Stimulus Tech assumes no obligation to indemnify Licensee against any claims based on either infringement of intellectual property rights of third parties, non-compliance resulting from use of the Software, loss of data contained in Licensed Mailboxes, or breaches of security in respect of the licensed Mailboxes.
11. INDEMNITY
11.1. Licensee indemnifies Stimulus Tech and its members, directors, officers, employees, servants, contractors and agents against damage, cost or expense (including reasonable attorney fees) arising from any claim, demand, assessment, action, suit or proceeding relating to the Software that is based on Licensee’s conduct, action or inaction.
11.2. In the event that any claim is made successfully against Stimulus Tech, the liability of Stimulus Tech is limited to the total amount actually paid by Licensee to Stimulus Tech for the Software and related support services in the 12 months preceding the claim.
12. USE AND STORAGE OF PERSONAL INFORMATION BY STIMULUS
12.1. Licensee consents to Stimulus Tech collecting, processing, storing and disclosing personal information in accordance with the New Zealand Privacy Act 2020. Public attribution of Licensee as a customer requires prior written consent.
13. CONFIDENTIALITY
Each Party agrees to keep the terms of this agreement, and any confidential or proprietary information received under it, strictly confidential and not disclose it to any third party without the prior written consent of the disclosing Party, unless required to do so by law or regulation.
14. FORCE MAJEURE
In the event of force majeure, being unforeseeable events beyond the control of Stimulus Tech and preventing Stimulus Tech from meeting its obligations under this agreement, it is agreed that if notice of such situation is given by Stimulus Tech within 2 weeks of the occurrence of force majeure, the contract obligations as far as effected by such event will be suspended for as long as the inability to perform owing to such situation continues.

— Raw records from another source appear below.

//! Listing filters and the `WHERE` clauses they produce.
//!
//! Each filter examines its keys in a fixed order so placeholder positions do
//! not depend on how the caller ordered its query string.

use serde::Deserialize;

use crate::sql::{contains_pattern, ClauseResult, WhereBuilder};
use crate::DbError;

// ---------------------------------------------------------------------------
// companies
// ---------------------------------------------------------------------------

/// Recognized filters for `GET /companies`.
#[derive(Debug, Clone, Default, PartialEq, Deserialize)]
#[serde(rename_all = "camelCase", deny_unknown_fields)]
pub struct CompanyFilter {
    /// Case-insensitive substring of the company name.
    pub name_like: Option<String>,
    pub min_employees: Option<i64>,
    pub max_employees: Option<i64>,
}

impl CompanyFilter {
    /// Build `WHERE name ILIKE $1 AND num_employees >= $2 AND num_employees <= $3`
    /// (or the subset present).
    ///
    /// # Errors
    /// [`DbError::InvalidArgument`] if `minEmployees` exceeds `maxEmployees`.
    pub fn where_clause(&self) -> Result<ClauseResult, DbError> {
        if let (Some(min), Some(max)) = (self.min_employees, self.max_employees) {
            if min > max {
                return Err(DbError::InvalidArgument(format!(
                    "minEmployees ({min}) cannot be greater than maxEmployees ({max})"
                )));
            }
        }

        let mut clause = WhereBuilder::new();
        if let Some(name) = &self.name_like {
            clause.and_param("name ILIKE {}", contains_pattern(name));
        }
        if let Some(min) = self.min_employees {
            clause.and_param("num_employees >= {}", min);
        }
        if let Some(max) = self.max_employees {
            clause.and_param("num_employees <= {}", max);
        }
        Ok(clause.build())
    }
}

// ---------------------------------------------------------------------------
// jobs
// ---------------------------------------------------------------------------

/// Recognized filters for `GET /jobs`.
#[derive(Debug, Clone, Default, PartialEq, Deserialize)]
#[serde(rename_all = "camelCase", deny_unknown_fields)]
pub struct JobFilter {
    /// Case-insensitive substring of the job title.
    pub title_like: Option<String>,
    pub min_salary: Option<i64>,
    /// Only jobs offering equity. `false` is the same as absent.
    pub has_equity: Option<bool>,
}

impl JobFilter {
    /// Build `WHERE title ILIKE $1 AND salary >= $2 AND equity >= 0`
    /// (or the subset present). The equity predicate takes no parameter.
    pub fn where_clause(&self) -> Result<ClauseResult, DbError> {
        let mut clause = WhereBuilder::new();
        if let Some(title) = &self.title_like {
            clause.and_param("title ILIKE {}", contains_pattern(title));
        }
        if let Some(min) = self.min_salary {
            clause.and_param("salary >= {}", min);
        }
        if self.has_equity == Some(true) {
            clause.and_raw("equity >= 0");
        }
        Ok(clause.build())
    }
}
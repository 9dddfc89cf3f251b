//! Repository functions — one function per database operation.
//!
//! Every function takes a `&dyn Executor` and returns a `Result<T, DbError>`.
//! Statements are assembled from the fragments in [`crate::sql`] and
//! [`crate::filters`]; rows come back under their external field names.

pub mod companies;
pub mod jobs;
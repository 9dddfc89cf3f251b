//! Job CRUD operations.

use tracing::{debug, instrument};

use crate::executor::{from_row, Executor};
use crate::filters::JobFilter;
use crate::models::{Job, NewJob};
use crate::sql::{build_set_clause, FieldMap, SqlValue, UpdatePayload};
use crate::DbError;

pub const JOB_FIELDS: FieldMap = FieldMap::new(&[("companyHandle", "company_handle")]);

const RETURNING: &str = r#"id, title, salary, equity, company_handle AS "companyHandle""#;

/// Insert a new job posting. Ids are generated by the database.
#[instrument(skip(db, job), fields(company = %job.company_handle))]
pub async fn create(db: &dyn Executor, job: &NewJob) -> Result<Job, DbError> {
    let sql = format!(
        r#"
        INSERT INTO jobs (title, salary, equity, company_handle)
        VALUES ($1, $2, $3, $4)
        RETURNING {RETURNING}
        "#
    );
    let rows = db
        .query(
            &sql,
            &[
                SqlValue::from(job.title.as_str()),
                job.salary.into(),
                job.equity.into(),
                job.company_handle.as_str().into(),
            ],
        )
        .await?;

    let row = rows.into_iter().next().ok_or(sqlx::Error::RowNotFound)?;
    from_row(row)
}

/// Return every job matching `filter`, ordered by id.
#[instrument(skip(db))]
pub async fn find_all(db: &dyn Executor, filter: &JobFilter) -> Result<Vec<Job>, DbError> {
    let clause = filter.where_clause()?;
    let sql = format!(
        r#"
        SELECT {RETURNING}
        FROM jobs
        {where_clause}
        ORDER BY id
        "#,
        where_clause = clause.fragment,
    );

    let rows = db.query(&sql, &clause.params).await?;
    debug!(count = rows.len(), "jobs listed");
    rows.into_iter().map(from_row).collect()
}

#[instrument(skip(db))]
pub async fn get(db: &dyn Executor, id: i32) -> Result<Job, DbError> {
    let sql = format!("SELECT {RETURNING} FROM jobs WHERE id = $1");
    let row = db
        .query(&sql, &[SqlValue::from(id)])
        .await?
        .into_iter()
        .next()
        .ok_or_else(|| DbError::NotFound(format!("No job: {id}")))?;
    from_row(row)
}

/// Apply a partial update to a job.
///
/// Returns `DbError::InvalidArgument` for an empty payload and
/// `DbError::NotFound` if no job has this id.
#[instrument(skip(db, payload), fields(fields = payload.len()))]
pub async fn update(db: &dyn Executor, id: i32, payload: &UpdatePayload) -> Result<Job, DbError> {
    let set = build_set_clause(payload, &JOB_FIELDS)?;
    let sql = format!(
        r#"
        UPDATE jobs
        SET {set_cols}
        WHERE id = ${id_idx}
        RETURNING {RETURNING}
        "#,
        set_cols = set.fragment,
        id_idx = set.next_placeholder(),
    );

    let mut params = set.params;
    params.push(id.into());

    let row = db
        .query(&sql, &params)
        .await?
        .into_iter()
        .next()
        .ok_or_else(|| DbError::NotFound(format!("No job: {id}")))?;
    from_row(row)
}

/// Returns `DbError::NotFound` if no row was deleted.
#[instrument(skip(db))]
pub async fn remove(db: &dyn Executor, id: i32) -> Result<(), DbError> {
    let rows = db
        .query("DELETE FROM jobs WHERE id = $1 RETURNING id", &[SqlValue::from(id)])
        .await?;

    if rows.is_empty() {
        return Err(DbError::NotFound(format!("No job: {id}")));
    }

    Ok(())
}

15. CESSION, ASSIGNMENT AND SUBLICENSING
15.1. Licensee may not assign, cede, sub-license or otherwise transfer any rights or obligations under this agreement without the prior written consent of Stimulus Tech.
16. RELATIONSHIP OF THE PARTIES Nothing in this agreement will be construed as creating a partnership, joint venture, agency, or employment relationship between the Parties.
17. GOVERNING LAW
This agreement is governed in all respects by the laws of New Zealand.
18. CANCELLATION
If either Party breaches any term of this agreement and fails to remedy the breach within 30 calendar days of receiving written notice, the aggrieved Party may either enforce the agreement or cancel it immediately without further notice. This is without prejudice to any right to claim damages resulting from the breach.
19. GENERAL PROVISIONS
19.1. This document constitutes the entire agreement between the Parties with respect to its subject matter and supersedes all prior understandings, communications, and agreements, whether written or oral.

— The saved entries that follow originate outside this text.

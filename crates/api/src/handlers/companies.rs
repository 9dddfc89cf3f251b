use axum::{
    extract::{
        rejection::{JsonRejection, PathRejection, QueryRejection},
        Path, Query, State,
    },
    http::StatusCode,
    Json,
};
use db::filters::CompanyFilter;
use db::models::{CompanyPatch, NewCompany};
use db::repository::companies as company_repo;
use serde_json::{json, Value};
use tracing::info;

use super::AppState;
use crate::error::Result;
use crate::schema::Validate;

/// `POST /companies` → `201 { company }`
pub async fn create(
    State(state): State<AppState>,
    payload: std::result::Result<Json<NewCompany>, JsonRejection>,
) -> Result<(StatusCode, Json<Value>)> {
    let Json(payload) = payload?;
    payload.validate()?;

    let company = company_repo::create(state.db.as_ref(), &payload).await?;
    info!(handle = %company.handle, "company created");
    Ok((StatusCode::CREATED, Json(json!({ "company": company }))))
}

/// `GET /companies?nameLike=&minEmployees=&maxEmployees=` → `{ companies }`
pub async fn list(
    State(state): State<AppState>,
    filter: std::result::Result<Query<CompanyFilter>, QueryRejection>,
) -> Result<Json<Value>> {
    let Query(filter) = filter?;
    filter.validate()?;

    let companies = company_repo::find_all(state.db.as_ref(), &filter).await?;
    Ok(Json(json!({ "companies": companies })))
}

/// `GET /companies/{handle}` → `{ company }` including its jobs.
pub async fn get(
    State(state): State<AppState>,
    handle: std::result::Result<Path<String>, PathRejection>,
) -> Result<Json<Value>> {
    let Path(handle) = handle?;
    let company = company_repo::get(state.db.as_ref(), &handle).await?;
    Ok(Json(json!({ "company": company })))
}

/// `PATCH /companies/{handle}` → `{ company }`
pub async fn update(
    State(state): State<AppState>,
    handle: std::result::Result<Path<String>, PathRejection>,
    payload: std::result::Result<Json<CompanyPatch>, JsonRejection>,
) -> Result<Json<Value>> {
    let Path(handle) = handle?;
    let Json(patch) = payload?;
    patch.validate()?;

    let company = company_repo::update(state.db.as_ref(), &handle, &patch.to_payload()).await?;
    Ok(Json(json!({ "company": company })))
}

/// `DELETE /companies/{handle}` → `{ deleted: handle }`
pub async fn remove(
    State(state): State<AppState>,
    handle: std::result::Result<Path<String>, PathRejection>,
) -> Result<Json<Value>> {
    let Path(handle) = handle?;
    company_repo::remove(state.db.as_ref(), &handle).await?;
    info!(%handle, "company deleted");
    Ok(Json(json!({ "deleted": handle })))
}
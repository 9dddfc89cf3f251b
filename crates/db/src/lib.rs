//! `db` crate — persistence layer for companies and jobs.
//!
//! Provides the SQL fragment builders, the `Executor` seam (implemented for
//! the Postgres pool and for an in-memory mock), typed records, and one
//! repository module per table.

pub mod error;
pub mod executor;
pub mod filters;
pub mod mock;
pub mod models;
pub mod pool;
pub mod repository;
pub mod sql;

pub use error::DbError;
pub use executor::{Executor, Row};
pub use filters::{CompanyFilter, JobFilter};
pub use pool::DbPool;
pub use sql::{build_set_clause, ClauseResult, FieldMap, SqlValue, UpdatePayload};

#[cfg(test)]
mod repository_tests;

19.2. No amendment, alteration, addition, variation or consensual cancellation of this document will be valid unless in writing and signed by the Parties.

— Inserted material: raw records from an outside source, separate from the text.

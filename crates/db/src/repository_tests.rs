//! Repository tests against `MockExecutor`.
//!
//! These check the statements each operation issues and how returned rows
//! (or their absence) are mapped, without a live Postgres.

use rust_decimal::Decimal;
use serde_json::json;

use crate::filters::{CompanyFilter, JobFilter};
use crate::mock::MockExecutor;
use crate::models::{NewCompany, NewJob};
use crate::repository::{companies, jobs};
use crate::sql::{SqlValue, UpdatePayload};
use crate::DbError;

fn c1_row() -> serde_json::Value {
    json!({
        "handle": "c1",
        "name": "C1",
        "description": "Desc1",
        "numEmployees": 1,
        "logoUrl": "http://c1.img",
    })
}

fn new_company() -> NewCompany {
    NewCompany {
        handle: "new".into(),
        name: "New".into(),
        description: "New Description".into(),
        num_employees: Some(1),
        logo_url: None,
    }
}

// ============================================================
// companies
// ============================================================

#[tokio::test]
async fn create_company_checks_for_duplicates_then_inserts() {
    let db = MockExecutor::new().with_no_rows().with_rows(vec![json!({
        "handle": "new",
        "name": "New",
        "description": "New Description",
        "numEmployees": 1,
        "logoUrl": null,
    })]);

    let company = companies::create(&db, &new_company()).await.unwrap();
    assert_eq!(company.handle, "new");
    assert_eq!(company.logo_url, None);

    let calls = db.recorded();
    assert_eq!(calls.len(), 2);
    assert_eq!(calls[0].params, vec![SqlValue::from("new")]);
    assert!(calls[1].normalized_sql().starts_with(
        "INSERT INTO companies (handle, name, description, num_employees, logo_url) VALUES ($1, $2, $3, $4, $5)"
    ));
    assert_eq!(
        calls[1].params,
        vec![
            SqlValue::from("new"),
            SqlValue::from("New"),
            SqlValue::from("New Description"),
            SqlValue::Int(1),
            SqlValue::Null,
        ]
    );
}

#[tokio::test]
async fn create_company_rejects_duplicate_handle() {
    let db = MockExecutor::new().with_rows(vec![json!({ "handle": "new" })]);

    let err = companies::create(&db, &new_company()).await.unwrap_err();
    assert!(matches!(err, DbError::AlreadyExists(_)));
    // Nothing was inserted.
    assert_eq!(db.call_count(), 1);
}

#[tokio::test]
async fn find_all_companies_without_filter() {
    let db = MockExecutor::new().with_rows(vec![c1_row()]);

    let found = companies::find_all(&db, &CompanyFilter::default()).await.unwrap();
    assert_eq!(found.len(), 1);
    assert_eq!(found[0].num_employees, Some(1));

    let call = &db.recorded()[0];
    assert!(!call.sql.contains("WHERE"));
    assert!(call.normalized_sql().ends_with("FROM companies ORDER BY name"));
    assert!(call.params.is_empty());
}

#[tokio::test]
async fn find_all_companies_with_filter() {
    let db = MockExecutor::new().with_no_rows();
    let filter = CompanyFilter {
        name_like: Some("c".into()),
        min_employees: Some(2),
        max_employees: None,
    };

    let found = companies::find_all(&db, &filter).await.unwrap();
    assert!(found.is_empty());

    let call = &db.recorded()[0];
    assert!(call
        .normalized_sql()
        .ends_with("FROM companies WHERE name ILIKE $1 AND num_employees >= $2 ORDER BY name"));
    assert_eq!(call.params, vec![SqlValue::from("%c%"), SqlValue::Int(2)]);
}

#[tokio::test]
async fn find_all_companies_rejects_inverted_range_before_querying() {
    let db = MockExecutor::new();
    let filter = CompanyFilter {
        min_employees: Some(50),
        max_employees: Some(10),
        ..Default::default()
    };

    let err = companies::find_all(&db, &filter).await.unwrap_err();
    assert!(matches!(err, DbError::InvalidArgument(_)));
    assert_eq!(db.call_count(), 0);
}

#[tokio::test]
async fn get_company_groups_jobs() {
    let row = |id: i32, title: &str| {
        let mut r = c1_row();
        r["jobId"] = json!(id);
        r["jobTitle"] = json!(title);
        r["jobSalary"] = json!(10000);
        r["jobEquity"] = json!("0.005");
        r
    };
    let db = MockExecutor::new().with_rows(vec![row(1, "test1"), row(3, "test3")]);

    let detail = companies::get(&db, "c1").await.unwrap();
    assert_eq!(detail.company.name, "C1");
    assert_eq!(detail.jobs.len(), 2);
    assert_eq!(detail.jobs[0].id, 1);
    assert_eq!(detail.jobs[1].title, "test3");
    assert_eq!(detail.jobs[1].company_handle, "c1");
    assert_eq!(detail.jobs[0].equity, Some(Decimal::new(5, 3)));
}

#[tokio::test]
async fn get_company_without_jobs_has_empty_list() {
    let mut row = c1_row();
    row["jobId"] = json!(null);
    row["jobTitle"] = json!(null);
    row["jobSalary"] = json!(null);
    row["jobEquity"] = json!(null);
    let db = MockExecutor::new().with_rows(vec![row]);

    let detail = companies::get(&db, "c1").await.unwrap();
    assert!(detail.jobs.is_empty());
    assert_eq!(serde_json::to_value(&detail).unwrap()["jobs"], json!([]));
}

#[tokio::test]
async fn get_missing_company_is_not_found() {
    let db = MockExecutor::new();
    let err = companies::get(&db, "nope").await.unwrap_err();
    assert!(matches!(err, DbError::NotFound(_)));
}

#[tokio::test]
async fn update_company_binds_handle_after_set_params() {
    let db = MockExecutor::new().with_rows(vec![c1_row()]);
    let mut payload = UpdatePayload::new();
    payload.set("name", "New").set("numEmployees", 10).set("logoUrl", None::<String>);

    companies::update(&db, "c1", &payload).await.unwrap();

    let call = &db.recorded()[0];
    assert!(call.normalized_sql().starts_with(
        r#"UPDATE companies SET "name"=$1, "num_employees"=$2, "logo_url"=$3 WHERE handle = $4 RETURNING"#
    ));
    assert_eq!(
        call.params,
        vec![
            SqlValue::from("New"),
            SqlValue::Int(10),
            SqlValue::Null,
            SqlValue::from("c1"),
        ]
    );
}

#[tokio::test]
async fn update_missing_company_is_not_found() {
    let db = MockExecutor::new().with_no_rows();
    let payload: UpdatePayload = [("name", "x")].into_iter().collect();

    let err = companies::update(&db, "nope", &payload).await.unwrap_err();
    assert!(matches!(err, DbError::NotFound(_)));
}

#[tokio::test]
async fn update_company_with_no_data_never_queries() {
    let db = MockExecutor::new();
    let err = companies::update(&db, "c1", &UpdatePayload::new())
        .await
        .unwrap_err();
    assert!(matches!(err, DbError::InvalidArgument(_)));
    assert_eq!(db.call_count(), 0);
}

#[tokio::test]
async fn remove_company() {
    let db = MockExecutor::new()
        .with_rows(vec![json!({ "handle": "c1" })])
        .with_no_rows();

    companies::remove(&db, "c1").await.unwrap();
    let err = companies::remove(&db, "c1").await.unwrap_err();
    assert!(matches!(err, DbError::NotFound(_)));
}

// ============================================================
// jobs
// ============================================================

fn job_row(id: i32) -> serde_json::Value {
    json!({
        "id": id,
        "title": "test1",
        "salary": 10000,
        "equity": "0.005",
        "companyHandle": "c1",
    })
}

#[tokio::test]
async fn create_job() {
    let db = MockExecutor::new().with_rows(vec![json!({
        "id": 7,
        "title": "newJob",
        "salary": 10000,
        "equity": "0.123",
        "companyHandle": "c3",
    })]);
    let new_job = NewJob {
        title: "newJob".into(),
        salary: Some(10000),
        equity: Some(Decimal::new(123, 3)),
        company_handle: "c3".into(),
    };

    let job = jobs::create(&db, &new_job).await.unwrap();
    assert_eq!(job.id, 7);
    assert_eq!(job.equity, new_job.equity);

    let call = &db.recorded()[0];
    assert_eq!(
        call.params,
        vec![
            SqlValue::from("newJob"),
            SqlValue::Int(10000),
            SqlValue::Decimal(Decimal::new(123, 3)),
            SqlValue::from("c3"),
        ]
    );
}

#[tokio::test]
async fn find_all_jobs_with_every_filter() {
    let db = MockExecutor::new().with_rows(vec![job_row(1)]);
    let filter = JobFilter {
        title_like: Some("test".into()),
        min_salary: Some(5000),
        has_equity: Some(true),
    };

    let found = jobs::find_all(&db, &filter).await.unwrap();
    assert_eq!(found.len(), 1);

    let call = &db.recorded()[0];
    assert!(call.normalized_sql().ends_with(
        "FROM jobs WHERE title ILIKE $1 AND salary >= $2 AND equity >= 0 ORDER BY id"
    ));
    assert_eq!(call.params, vec![SqlValue::from("%test%"), SqlValue::Int(5000)]);
}

#[tokio::test]
async fn get_job() {
    let db = MockExecutor::new().with_rows(vec![job_row(1)]).with_no_rows();

    let job = jobs::get(&db, 1).await.unwrap();
    assert_eq!(job.company_handle, "c1");

    let err = jobs::get(&db, 0).await.unwrap_err();
    assert!(matches!(err, DbError::NotFound(_)));
}

#[tokio::test]
async fn update_job_with_null_fields() {
    let db = MockExecutor::new().with_rows(vec![json!({
        "id": 1,
        "title": "newJob",
        "salary": null,
        "equity": null,
        "companyHandle": "c1",
    })]);
    let mut payload = UpdatePayload::new();
    payload
        .set("title", "newJob")
        .set("salary", None::<i32>)
        .set("equity", None::<Decimal>)
        .set("companyHandle", "c1");

    let job = jobs::update(&db, 1, &payload).await.unwrap();
    assert_eq!(job.salary, None);
    assert_eq!(job.equity, None);

    let call = &db.recorded()[0];
    assert!(call.normalized_sql().starts_with(
        r#"UPDATE jobs SET "title"=$1, "salary"=$2, "equity"=$3, "company_handle"=$4 WHERE id = $5"#
    ));
    assert_eq!(call.params.last(), Some(&SqlValue::Int(1)));
}

#[tokio::test]
async fn update_and_remove_missing_job_are_not_found() {
    let db = MockExecutor::new();
    let payload: UpdatePayload = [("title", "x")].into_iter().collect();

    assert!(matches!(
        jobs::update(&db, 0, &payload).await,
        Err(DbError::NotFound(_))
    ));
    assert!(matches!(jobs::remove(&db, 0).await, Err(DbError::NotFound(_))));
}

19.3. No waiver of any of the terms or conditions of this agreement will be binding for any purpose unless expressed in writing and signed by the Party giving the same and any such waiver will be effective only in the specific instance and for the purpose given.
19.4. No failure or delay on the part of either Party in exercising any right, power or privilege will operate as a waiver, nor will any single or partial exercise of any right, power or privilege preclude any other or further exercise thereof or the exercise of any other right, power or privilege.
19.5. In the event that any of the provisions of this agreement are found to be invalid, unlawful or unenforceable, such terms will be severable from the remaining terms, which shall continue to be valid and enforceable.
20. NOTICES
Notices to Stimulus Tech must be sent to the contact email or postal address published on its website. Notices to Licensee may be sent to the email address used for registration.
21.1 Licensee is deemed to have agreed to these terms by clicking the I AGREE button during installation.